# looking for router bit



## DweBle57 (Nov 24, 2010)

Looking for a router bit to make a bowl cut to hold golfballs and baseballs
on a shelf. I don't want the hole to go all the way thru the shelf.
Is ther esuch a bit?


----------



## kp91 (Sep 10, 2004)

You could use a core box bit if you wanted a round bottom hole, or just use a forstner bit in a drill press

Magnate


----------



## bobj3 (Jan 17, 2006)

1-pc 1/2" SH Horizontal Crown Molding Round Router Bit | eBay

1pc 1/2" SH 3/4" Rad, 1" Blade Cove Box Router Bit | eBay

4pc 1/2sh 1", 3/4", 1/2", 3/8" Rad Cove Box Router Bit | eBay

=======



DweBle57 said:


> Looking for a router bit to make a bowl cut to hold golfballs and baseballs
> on a shelf.

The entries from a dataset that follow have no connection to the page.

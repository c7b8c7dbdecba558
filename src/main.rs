use std::{
    io::{self, stdin},
    path::PathBuf,
    time::Instant,
};

use anyhow::{Context, Result};
use clap::{error::ErrorKind, CommandFactory, Parser};
use crossterm::{
    execute,
    terminal::{disable_raw_mode, enable_raw_mode, EnterAlternateScreen, LeaveAlternateScreen},
    tty::IsTty,
};
use rand::{rngs::StdRng, SeedableRng};
use ratatui::{
    backend::{Backend, CrosstermBackend},
    Terminal,
};

use wordrush::{
    app::App,
    app_dirs::AppDirs,
    clock::SystemClock,
    config::{Config, ConfigStore, FileConfigStore},
    language::word_source,
    logging,
    runtime::{CrosstermEventSource, EventSource, Runner, Schedule, TimerKind},
    session::Session,
};

/// type the words on screen, watch your wpm climb
#[derive(Parser, Debug, Clone)]
#[clap(
    version,
    about,
    long_about = "A typing-speed trainer: a handful of words are on screen, type any of them to replace it with a new one. Idle for a while and the whole set is reshuffled."
)]
pub struct Cli {
    /// word list to draw from (json, or one word per line); defaults to the bundled english list
    #[clap(short = 'w', long = "words")]
    word_list: Option<PathBuf>,

    /// number of words on screen at once
    #[clap(short = 'k', long)]
    display_size: Option<usize>,

    /// milliseconds without typing before the words are reshuffled
    #[clap(long)]
    idle_threshold_ms: Option<u64>,

    /// how often to check for idleness, in milliseconds
    #[clap(long)]
    reshuffle_interval_ms: Option<u64>,

    /// how often the wpm display refreshes, in milliseconds
    #[clap(long)]
    clock_interval_ms: Option<u64>,

    /// seed for word selection, for reproducible sessions
    #[clap(long)]
    seed: Option<u64>,

    /// write the effective settings to the config file
    #[clap(long)]
    save_config: bool,

    /// where to write the log
    #[clap(long)]
    log_file: Option<PathBuf>,
}

impl Cli {
    /// Command-line flags win over the stored configuration
    fn apply(&self, mut cfg: Config) -> Config {
        if let Some(ref path) = self.word_list {
            cfg.word_list = Some(path.clone());
        }
        if let Some(k) = self.display_size {
            cfg.display_size = k;
        }
        if let Some(ms) = self.idle_threshold_ms {
            cfg.idle_threshold_ms = ms;
        }
        if let Some(ms) = self.reshuffle_interval_ms {
            cfg.reshuffle_interval_ms = ms;
        }
        if let Some(ms) = self.clock_interval_ms {
            cfg.clock_interval_ms = ms;
        }
        cfg
    }
}

fn main() -> Result<()> {
    let cli = Cli::parse();

    if !stdin().is_tty() {
        let mut cmd = Cli::command();
        cmd.error(ErrorKind::Io, "stdin must be a tty").exit();
    }

    let log_path = cli.log_file.clone().unwrap_or_else(AppDirs::log_path);
    if let Err(e) = logging::init(&log_path) {
        eprintln!("warning: logging disabled ({}): {}", log_path.display(), e);
    }

    let store = FileConfigStore::new();
    let cfg = cli.apply(store.load());
    cfg.validate()?;
    if cli.save_config {
        store
            .save(&cfg)
            .with_context(|| format!("unable to save config to {}", store.path().display()))?;
        log::info!("saved config to {}", store.path().display());
    }

    let pool = word_source(cfg.word_list.as_deref())
        .load_words()
        .context("cannot start a session")?;

    let rng = match cli.seed {
        Some(seed) => StdRng::seed_from_u64(seed),
        None => StdRng::from_entropy(),
    };
    let session = Session::new(pool, &cfg.session_config(), rng, SystemClock);
    let mut app = App::new(session);

    let schedule = Schedule::new(
        &[
            (TimerKind::Clock, cfg.clock_interval()),
            (TimerKind::Reshuffle, app.session.reshuffle_period()),
        ],
        Instant::now(),
    );
    let mut runner = Runner::new(CrosstermEventSource::new(), schedule);

    enable_raw_mode()?;
    let mut stdout = io::stdout();
    execute!(stdout, EnterAlternateScreen)?;
    let backend = CrosstermBackend::new(stdout);
    let mut terminal = Terminal::new(backend)?;

    let outcome = start_tui(&mut terminal, &mut app, &mut runner);

    // restore the terminal even when the loop failed
    disable_raw_mode()?;
    execute!(terminal.backend_mut(), LeaveAlternateScreen)?;
    terminal.show_cursor()?;
    outcome?;

    let summary = app.session.summary();
    log::info!("session finished: {}", summary);
    println!("{}", summary);

    Ok(())
}

fn start_tui<B: Backend, E: EventSource>(
    terminal: &mut Terminal<B>,
    app: &mut App,
    runner: &mut Runner<E>,
) -> Result<()> {
    loop {
        if app.needs_redraw() {
            terminal.draw(|f| f.render_widget(&*app, f.area()))?;
        }
        if app.should_quit() {
            break;
        }
        app.handle_event(runner.step());
    }
    Ok(())
}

I don't want the hole to go all the way thru the shelf.
> Is ther esuch a bit?


----------



## papawd (Jan 5, 2011)

Welcome, Funny You should ask about baseball shelf and such ,I was just asked about making one the other day for a freind of my brothers who fixed my window and using my cove bit was an idea I was toying with


----------



## stuartwillson (Jul 27, 2011)

Thanks for the info


----------



## jschaben (Jun 21, 2009)

DweBle57 said:


> Looking for a router bit to make a bowl cut to hold golfballs and baseballs
> on a shelf. I don't want the hole to go all the way thru the shelf.
> Is ther esuch a bit?


Hi Dwe - Welcome to the forum

Here are a couple that should do the job for ya
1pc 1/2" SH 1" Radius 1-1/8 high Cove Box Router Bit | eBay

1pc 1/2" SH 3/4" Rad, 1" Blade Cove Box Router Bit | eBay


----------